### Task goal:
Read through the entries below and return each line with the word "crate".

### Entries supplied:
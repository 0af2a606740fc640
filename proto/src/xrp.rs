// Copyright (c) 2022-2023 The MobileCoin Foundation

//! XRP app protocol objects.

use crate::{
    chunk::{ChunkAck, ChunkPayload},
    GetPublicKeysInitiate, WalletId,
};

/// Compressed secp256k1 public key length
pub const PUB_KEY_SIZE: usize = 33;

/// Maximum DER-encoded ECDSA signature length
pub const MAX_DER_SIGNATURE_SIZE: usize = 72;

/// Top-level XRP query
#[derive(Clone, PartialEq, Debug)]
pub enum XrpRequest {
    GetPublicKeys(GetPublicKeysInitiate),
    GetUserVerifiedPublicKey(GetPublicKeysInitiate),
    SignTxn(SignTxnRequest),
}

/// `sign_txn` request steps
#[derive(Clone, PartialEq, Debug)]
pub enum SignTxnRequest {
    Initiate(SignTxnInitiate),
    TxnData(ChunkPayload),
    Signature,
}

/// `sign_txn` initiate snapshot
#[derive(Clone, PartialEq, Debug)]
pub struct SignTxnInitiate {
    pub wallet_id: WalletId,
    pub derivation_path: Vec<u32>,
    pub transaction_size: u32,
}

/// Top-level XRP response
#[derive(Clone, PartialEq, Debug)]
pub enum XrpResponse {
    PublicKeys(Vec<[u8; PUB_KEY_SIZE]>),
    SignTxn(SignTxnResponse),
}

/// `sign_txn` response steps
#[derive(Clone, PartialEq, Debug)]
pub enum SignTxnResponse {
    Confirmation,
    DataAccepted(ChunkAck),
    /// DER-encoded low-s ECDSA signature
    Signature(Vec<u8>),
}
// Copyright (c) 2022-2023 The MobileCoin Foundation

//! Starknet app protocol objects.
//!
//! Unlike the chains with opaque transaction buffers, a Starknet unsigned
//! transaction arrives as one structured request (the host already splits
//! it into felt-sized fields); the engine hashes it with Poseidon and signs
//! on the Stark curve.

use crate::{GetPublicKeysInitiate, WalletId};

/// Size of a Starknet big number / felt encoding
pub const BIGNUM_SIZE: usize = 32;

/// Stark-curve signature length (r ‖ s)
pub const SIGNATURE_SIZE: usize = 64;

/// Maximum calldata felts carried per transaction
pub const MAX_CALLDATA: usize = 10;

/// Top-level Starknet query
#[derive(Clone, PartialEq, Debug)]
pub enum StarknetRequest {
    GetPublicKeys(GetPublicKeysInitiate),
    GetUserVerifiedPublicKey(GetPublicKeysInitiate),
    SignTxn(SignTxnRequest),
}

/// `sign_txn` request steps
#[derive(Clone, PartialEq, Debug)]
pub enum SignTxnRequest {
    Initiate(SignTxnInitiate),
    Txn(UnsignedTxn),
    Signature,
}

/// `sign_txn` initiate snapshot
#[derive(Clone, PartialEq, Debug)]
pub struct SignTxnInitiate {
    pub wallet_id: WalletId,
    pub derivation_path: Vec<u32>,
}

/// Unsigned transaction union (`which_type` discriminant)
#[derive(Clone, PartialEq, Debug)]
pub enum UnsignedTxn {
    Invoke(InvokeTxn),
    DeployAccount(DeployAccountTxn),
}

/// V3 resource bound for one gas level
#[derive(Clone, PartialEq, Debug, Default)]
pub struct ResourceBound {
    /// Big-endian max gas amount, up to 8 bytes
    pub max_amount: Vec<u8>,
    /// Big-endian max price per unit, up to 16 bytes
    pub max_price_per_unit: Vec<u8>,
}

/// L1/L2 resource bounds of a V3 transaction
#[derive(Clone, PartialEq, Debug, Default)]
pub struct ResourceBounds {
    pub level_1: ResourceBound,
    pub level_2: ResourceBound,
}

/// V3 invoke transaction fields
#[derive(Clone, PartialEq, Debug)]
pub struct InvokeTxn {
    pub sender_address: [u8; BIGNUM_SIZE],
    pub version: u8,
    /// Big-endian chain id, up to 32 bytes
    pub chain_id: Vec<u8>,
    /// Big-endian nonce, up to 32 bytes
    pub nonce: Vec<u8>,
    pub tip: u8,
    pub resource_bounds: ResourceBounds,
    pub nonce_data_availability_mode: u8,
    pub fee_data_availability_mode: u8,
    /// Calldata felts, big-endian, each up to 32 bytes
    pub calldata: Vec<Vec<u8>>,
}

/// V3 deploy-account transaction fields
#[derive(Clone, PartialEq, Debug)]
pub struct DeployAccountTxn {
    pub contract_address: [u8; BIGNUM_SIZE],
    pub class_hash: [u8; BIGNUM_SIZE],
    pub salt: [u8; BIGNUM_SIZE],
    pub version: u8,
    pub chain_id: Vec<u8>,
    pub nonce: Vec<u8>,
    pub tip: u8,
    pub resource_bounds: ResourceBounds,
    pub nonce_data_availability_mode: u8,
    pub fee_data_availability_mode: u8,
    pub constructor_call_data: Vec<Vec<u8>>,
}

/// Top-level Starknet response
#[derive(Clone, PartialEq, Debug)]
pub enum StarknetResponse {
    PublicKeys(Vec<[u8; BIGNUM_SIZE]>),
    SignTxn(SignTxnResponse),
}

/// `sign_txn` response steps
#[derive(Clone, PartialEq, Debug)]
pub enum SignTxnResponse {
    Confirmation,
    UnsignedTxnAccepted,
    Signature([u8; SIGNATURE_SIZE]),
}
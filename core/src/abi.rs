// Copyright (c) 2022-2023 The MobileCoin Foundation

//! EVM contract-ABI argument decoding.
//!
//! Calldata after the 4-byte selector is a sequence of 32-byte words:
//! static arguments sit inline, dynamic arguments hold a byte offset into
//! the tail where a length word precedes the payload. Only the whitelisted
//! types the coin apps display are decoded; everything is bounds-checked
//! against the calldata length; a declared offset or length outside the
//! buffer is a hard reject.

use crate::cursor::{Cursor, DecodeError};

/// ABI word size
pub const WORD_SIZE: usize = 32;

/// Upper bound on a dynamic `bytes` payload
pub const MAX_DYNAMIC_BYTES: usize = 4096;

/// Upper bound on a dynamic `uint256[]` element count
pub const MAX_ARRAY_ELEMENTS: usize = 128;

/// Whitelisted argument types
#[derive(Copy, Clone, PartialEq, Debug)]
pub enum AbiType {
    Uint256,
    Address,
    BytesDynamic,
    Uint256ArrayDynamic,
}

impl AbiType {
    /// True when the in-place word is an offset into the tail
    pub fn is_dynamic(&self) -> bool {
        matches!(self, AbiType::BytesDynamic | AbiType::Uint256ArrayDynamic)
    }
}

/// Decoded argument values
#[derive(Clone, PartialEq, Debug)]
pub enum AbiValue {
    Uint256([u8; WORD_SIZE]),
    /// Low 20 bytes of the address word
    Address([u8; 20]),
    Bytes(Vec<u8>),
    Uint256Array(Vec<[u8; WORD_SIZE]>),
}

/// Decode failures
#[derive(Copy, Clone, PartialEq, Debug, thiserror::Error)]
pub enum AbiError {
    #[error("calldata shorter than the declared layout")]
    ShortCalldata,
    #[error("dynamic offset outside the calldata")]
    BadOffset,
    #[error("dynamic length outside the calldata or limits")]
    BadLength,
}

impl From<DecodeError> for AbiError {
    fn from(_: DecodeError) -> Self {
        AbiError::ShortCalldata
    }
}

/// Read a word-sized unsigned value that must fit in a `usize`
fn read_word_usize(c: &mut Cursor) -> Result<usize, AbiError> {
    let word = c.read_array::<WORD_SIZE>()?;
    // values addressing calldata never exceed 32 bits
    if word[..WORD_SIZE - 4].iter().any(|&b| b != 0) {
        return Err(AbiError::BadLength);
    }
    let mut value = 0usize;
    for &b in &word[WORD_SIZE - 4..] {
        value = (value << 8) | b as usize;
    }
    Ok(value)
}

fn decode_dynamic(data: &[u8], offset: usize, ty: AbiType) -> Result<AbiValue, AbiError> {
    if offset > data.len() {
        return Err(AbiError::BadOffset);
    }
    let mut tail = Cursor::new(&data[offset..]);

    match ty {
        AbiType::BytesDynamic => {
            let len = read_word_usize(&mut tail)?;
            if len > MAX_DYNAMIC_BYTES || len > tail.remaining() {
                return Err(AbiError::BadLength);
            }
            Ok(AbiValue::Bytes(tail.read_bytes(len)?.to_vec()))
        }
        AbiType::Uint256ArrayDynamic => {
            let count = read_word_usize(&mut tail)?;
            if count > MAX_ARRAY_ELEMENTS || count * WORD_SIZE > tail.remaining() {
                return Err(AbiError::BadLength);
            }
            let mut out = Vec::with_capacity(count);
            for _ in 0..count {
                out.push(tail.read_array::<WORD_SIZE>()?);
            }
            Ok(AbiValue::Uint256Array(out))
        }
        // static types never reach here
        _ => Err(AbiError::BadOffset),
    }
}

/// Decode the argument block of a contract call (selector already
/// stripped) against the expected type list.
pub fn decode_arguments(data: &[u8], types: &[AbiType]) -> Result<Vec<AbiValue>, AbiError> {
    let mut head = Cursor::new(data);
    let mut out = Vec::with_capacity(types.len());

    for ty in types {
        match ty {
            AbiType::Uint256 => {
                out.push(AbiValue::Uint256(head.read_array()?));
            }
            AbiType::Address => {
                let word = head.read_array::<WORD_SIZE>()?;
                let mut addr = [0u8; 20];
                addr.copy_from_slice(&word[12..]);
                out.push(AbiValue::Address(addr));
            }
            _ => {
                let offset = read_word_usize(&mut head)?;
                out.push(decode_dynamic(data, offset, *ty)?);
            }
        }
    }

    Ok(out)
}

### Solution to this problem:
use crate::{
use crate::{GetPublicKeysInitiate, WalletId};
use crate::cursor::{Cursor, DecodeError};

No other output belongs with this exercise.